_Given data_.

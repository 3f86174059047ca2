//! Integration tests for the newsbrief summarizer and question answerer.

use newsbrief::shell::{load_article, run_chat, ArticleSource};
use newsbrief::text::SUMMARY_STOPWORDS;
use newsbrief::{
    answer_question, build_word_freq, clean_text, split_sentences, summarize, summarize_with,
    Config, ScoringStrategy, Summarizer,
};
use std::io::{Cursor, Write};
use tempfile::NamedTempFile;

const NOT_SURE: &str = "I'm not sure how to answer that. Try asking more specifically.";
const NOT_FOUND: &str = "I couldn't find anything related to that question in the article.";

/// A short news article with uneven line breaks and spacing.
fn create_test_article() -> String {
    [
        "Heavy rain flooded the river valley on Sunday, forcing hundreds of residents",
        "to leave their homes.   Emergency crews used boats to reach families trapped",
        "by the flood.\r\n",
        "The mayor said the flood was the worst in forty years!",
        "Schools in the valley will stay closed until Wednesday.",
        "Forecasters expect more rain later this week?  Officials urged residents to",
        "prepare for another flood.",
    ]
    .join("\n")
}

#[test]
fn test_end_to_end_summary() {
    let article = create_test_article();
    let sentences = split_sentences(&clean_text(&article));
    assert_eq!(sentences.len(), 6);

    let summary = summarize(&article, 3);
    assert_eq!(
        summary,
        "Heavy rain flooded the river valley on Sunday, forcing hundreds of residents to leave their homes. \
         Emergency crews used boats to reach families trapped by the flood. \
         Officials urged residents to prepare for another flood."
    );
}

#[test]
fn test_short_article_is_returned_clean() {
    let article = "  Breaking:\nmarkets   closed early.\r\n\r\nTraders went home.  ";
    assert_eq!(summarize(article, 3), clean_text(article));
    assert_eq!(summarize(article, 2), "Breaking: markets closed early. Traders went home.");
}

#[test]
fn test_empty_article() {
    assert_eq!(summarize("", 3), "");
    assert_eq!(summarize_with("", 1, ScoringStrategy::Length), "");
}

#[test]
fn test_summary_preserves_document_order() {
    let article = create_test_article();
    let all = split_sentences(&clean_text(&article));

    for strategy in [ScoringStrategy::Frequency, ScoringStrategy::Length] {
        for n in 1..=all.len() {
            let report = Summarizer::new()
                .with_max_sentences(n)
                .with_strategy(strategy)
                .summarize_report(&article);

            let positions: Vec<usize> = report.sentences.iter().map(|s| s.index).collect();
            assert!(positions.windows(2).all(|w| w[0] < w[1]), "out of order: {:?}", positions);
            assert_eq!(report.sentences.len(), n);
            for selected in &report.sentences {
                assert_eq!(selected.text, all[selected.index]);
            }
        }
    }
}

#[test]
fn test_summary_is_stable_under_normalization() {
    let article = create_test_article();
    for n in 1..=4 {
        let summary = summarize(&article, n);
        assert_eq!(clean_text(&summary), summary);

        // Re-splitting the summary gives back exactly the selected sentences.
        let resplit = split_sentences(&summary);
        assert_eq!(resplit.len(), n);
    }
}

#[test]
fn test_length_strategy_prefers_long_sentences() {
    let article = "Short one. This sentence is clearly the longest of them all. Mid sized line here.";
    assert_eq!(
        summarize_with(article, 1, ScoringStrategy::Length),
        "This sentence is clearly the longest of them all."
    );
}

#[test]
fn test_word_freq_never_contains_stopwords() {
    let freq = build_word_freq(&create_test_article());
    for stopword in SUMMARY_STOPWORDS {
        assert_eq!(freq.get(stopword), 0, "stopword {} counted", stopword);
    }
    assert_eq!(freq.get("flood"), 3);
    assert_eq!(freq.get("residents"), 2);
}

#[test]
fn test_question_answering() {
    let sentences = vec![
        "Cats are mammals.".to_string(),
        "Dogs are loyal.".to_string(),
        "Fish live in water.".to_string(),
    ];

    assert_eq!(answer_question("What are dogs?", &sentences), "Dogs are loyal.");
    assert_eq!(answer_question("What is it?", &sentences), NOT_SURE);
    assert_eq!(answer_question("Where are the tigers hiding?", &sentences), "Cats are mammals.");
    assert_eq!(answer_question("Tell me about tigers", &sentences), NOT_FOUND);
}

#[test]
fn test_question_over_article() {
    let sentences = split_sentences(&clean_text(&create_test_article()));
    assert_eq!(
        answer_question("When will schools open?", &sentences),
        "Schools in the valley will stay closed until Wednesday."
    );
    assert_eq!(
        answer_question("Who used boats?", &sentences),
        "Emergency crews used boats to reach families trapped by the flood."
    );
}

#[test]
fn test_article_from_file() {
    let mut file = NamedTempFile::new().unwrap();
    write!(file, "{}", create_test_article()).unwrap();
    file.flush().unwrap();

    let path = file.path().to_str().unwrap().to_string();
    let article = load_article(Some(path.as_str()), Some("ignored text")).unwrap();
    assert_eq!(article, create_test_article());
    assert_eq!(summarize(&article, 3), summarize(&create_test_article(), 3));
}

#[test]
fn test_chat_with_custom_budget() {
    let mut config = Config::default();
    config.summary.max_sentences = 1;

    // A blank line ends the pasted article, so drop the embedded one.
    let article = create_test_article().replace("\r\n", "");
    let script = format!("{}\n\nHow many years?\nEXIT\n", article);
    let mut input = Cursor::new(script.into_bytes());
    let mut out = Vec::new();
    run_chat(&mut input, &mut out, &config, ArticleSource::Paste).unwrap();

    let output = String::from_utf8(out).unwrap();
    assert!(output.contains(
        "--- SUMMARY ---\n\nHeavy rain flooded the river valley on Sunday, forcing hundreds of residents to leave their homes.\n"
    ));
    assert!(output.contains("Answer: The mayor said the flood was the worst in forty years! \n"));
    assert!(output.ends_with("Goodbye!\n"));
}

#[test]
fn test_chat_streamed_article_then_questions() {
    let article = create_test_article().replace("\r\n", "");
    let script = format!("{}\n\nWho used boats?\nquit\n", article);
    let mut input = Cursor::new(script.into_bytes());
    let mut out = Vec::new();
    run_chat(&mut input, &mut out, &Config::default(), ArticleSource::Stream).unwrap();

    let output = String::from_utf8(out).unwrap();
    assert!(!output.contains("Paste your news article"));
    assert!(output.contains(&format!("--- SUMMARY ---\n\n{}\n", summarize(&article, 3))));
    assert!(output.contains(
        "Answer: Emergency crews used boats to reach families trapped by the flood. \n"
    ));
    assert_eq!(output.matches("Answer:").count(), 1);
}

_What you will do_. Without any alteration, retype all of the material above.

_Answer box_.
repository 3f86174059047ca2
//! Integration tests for the newsbrief summarizer and question answerer.

use newsbrief::shell::{load_article, run_chat, ArticleSource};
use newsbrief::text::SUMMARY_STOPWORDS;
use newsbrief::{
    answer_question, build_word_freq, clean_text, split_sentences, summarize, summarize_with,
    Config, ScoringStrategy, Summarizer,
};
use std::io::{Cursor, Write};
use tempfile::NamedTempFile;

const NOT_SURE: &str = "I'm not sure how to answer that. Try asking more specifically.";
const NOT_FOUND: &str = "I couldn't find anything related to that question in the article.";

/// A short news article with uneven line breaks and spacing.
fn create_test_article() -> String {
    [
        "Heavy rain flooded the river valley on Sunday, forcing hundreds of residents",
        "to leave their homes.   Emergency crews used boats to reach families trapped",
        "by the flood.\r\n",
        "The mayor said the flood was the worst in forty years!",
        "Schools in the valley will stay closed until Wednesday.",
        "Forecasters expect more rain later this week?  Officials urged residents to",
        "prepare for another flood.",
    ]
    .join("\n")
}

#[test]
fn test_end_to_end_summary() {
    let article = create_test_article();
    let sentences = split_sentences(&clean_text(&article));
    assert_eq!(sentences.len(), 6);

    let summary = summarize(&article, 3);
    assert_eq!(
        summary,
        "Heavy rain flooded the river valley on Sunday, forcing hundreds of residents to leave their homes. \
         Emergency crews used boats to reach families trapped by the flood. \
         Officials urged residents to prepare for another flood."
    );
}

#[test]
fn test_short_article_is_returned_clean() {
    let article = "  Breaking:\nmarkets   closed early.\r\n\r\nTraders went home.  ";
    assert_eq!(summarize(article, 3), clean_text(article));
    assert_eq!(summarize(article, 2), "Breaking: markets closed early. Traders went home.");
}

#[test]
fn test_empty_article() {
    assert_eq!(summarize("", 3), "");
    assert_eq!(summarize_with("", 1, ScoringStrategy::Length), "");
}

#[test]
fn test_summary_preserves_document_order() {
    let article = create_test_article();
    let all = split_sentences(&clean_text(&article));

    for strategy in [ScoringStrategy::Frequency, ScoringStrategy::Length] {
        for n in 1..=all.len() {
            let report = Summarizer::new()
                .with_max_sentences(n)
                .with_strategy(strategy)
                .summarize_report(&article);

            let positions: Vec<usize> = report.sentences.iter().map(|s| s.index).collect();
            assert!(positions.windows(2).all(|w| w[0] < w[1]), "out of order: {:?}", positions);
            assert_eq!(report.sentences.len(), n);
            for selected in &report.sentences {
                assert_eq!(selected.text, all[selected.index]);
            }
        }
    }
}

#[test]
fn test_summary_is_stable_under_normalization() {
    let article = create_test_article();
    for n in 1..=4 {
        let summary = summarize(&article, n);
        assert_eq!(clean_text(&summary), summary);

        // Re-splitting the summary gives back exactly the selected sentences.
        let resplit = split_sentences(&summary);
        assert_eq!(resplit.len(), n);
    }
}

#[test]
fn test_length_strategy_prefers_long_sentences() {
    let article = "Short one. This sentence is clearly the longest of them all. Mid sized line here.";
    assert_eq!(
        summarize_with(article, 1, ScoringStrategy::Length),
        "This sentence is clearly the longest of them all."
    );
}

#[test]
fn test_word_freq_never_contains_stopwords() {
    let freq = build_word_freq(&create_test_article());
    for stopword in SUMMARY_STOPWORDS {
        assert_eq!(freq.get(stopword), 0, "stopword {} counted", stopword);
    }
    assert_eq!(freq.get("flood"), 3);
    assert_eq!(freq.get("residents"), 2);
}

#[test]
fn test_question_answering() {
    let sentences = vec![
        "Cats are mammals.".to_string(),
        "Dogs are loyal.".to_string(),
        "Fish live in water.".to_string(),
    ];

    assert_eq!(answer_question("What are dogs?", &sentences), "Dogs are loyal.");
    assert_eq!(answer_question("What is it?", &sentences), NOT_SURE);
    assert_eq!(answer_question("Where are the tigers hiding?", &sentences), "Cats are mammals.");
    assert_eq!(answer_question("Tell me about tigers", &sentences), NOT_FOUND);
}

#[test]
fn test_question_over_article() {
    let sentences = split_sentences(&clean_text(&create_test_article()));
    assert_eq!(
        answer_question("When will schools open?", &sentences),
        "Schools in the valley will stay closed until Wednesday."
    );
    assert_eq!(
        answer_question("Who used boats?", &sentences),
        "Emergency crews used boats to reach families trapped by the flood."
    );
}

#[test]
fn test_article_from_file() {
    let mut file = NamedTempFile::new().unwrap();
    write!(file, "{}", create_test_article()).unwrap();
    file.flush().unwrap();

    let path = file.path().to_str().unwrap().to_string();
    let article = load_article(Some(path.as_str()), Some("ignored text")).unwrap();
    assert_eq!(article, create_test_article());
    assert_eq!(summarize(&article, 3), summarize(&create_test_article(), 3));
}

#[test]
fn test_chat_with_custom_budget() {
    let mut config = Config::default();
    config.summary.max_sentences = 1;

    // A blank line ends the pasted article, so drop the embedded one.
    let article = create_test_article().replace("\r\n", "");
    let script = format!("{}\n\nHow many years?\nEXIT\n", article);
    let mut input = Cursor::new(script.into_bytes());
    let mut out = Vec::new();
    run_chat(&mut input, &mut out, &config, ArticleSource::Paste).unwrap();

    let output = String::from_utf8(out).unwrap();
    assert!(output.contains(
        "--- SUMMARY ---\n\nHeavy rain flooded the river valley on Sunday, forcing hundreds of residents to leave their homes.\n"
    ));
    assert!(output.contains("Answer: The mayor said the flood was the worst in forty years! \n"));
    assert!(output.ends_with("Goodbye!\n"));
}

#[test]
fn test_chat_streamed_article_then_questions() {
    let article = create_test_article().replace("\r\n", "");
    let script = format!("{}\n\nWho used boats?\nquit\n", article);
    let mut input = Cursor::new(script.into_bytes());
    let mut out = Vec::new();
    run_chat(&mut input, &mut out, &Config::default(), ArticleSource::Stream).unwrap();

    let output = String::from_utf8(out).unwrap();
    assert!(!output.contains("Paste your news article"));
    assert!(output.contains(&format!("--- SUMMARY ---\n\n{}\n", summarize(&article, 3))));
    assert!(output.contains(
        "Answer: Emergency crews used boats to reach families trapped by the flood. \n"
    ));
    assert_eq!(output.matches("Answer:").count(), 1);
}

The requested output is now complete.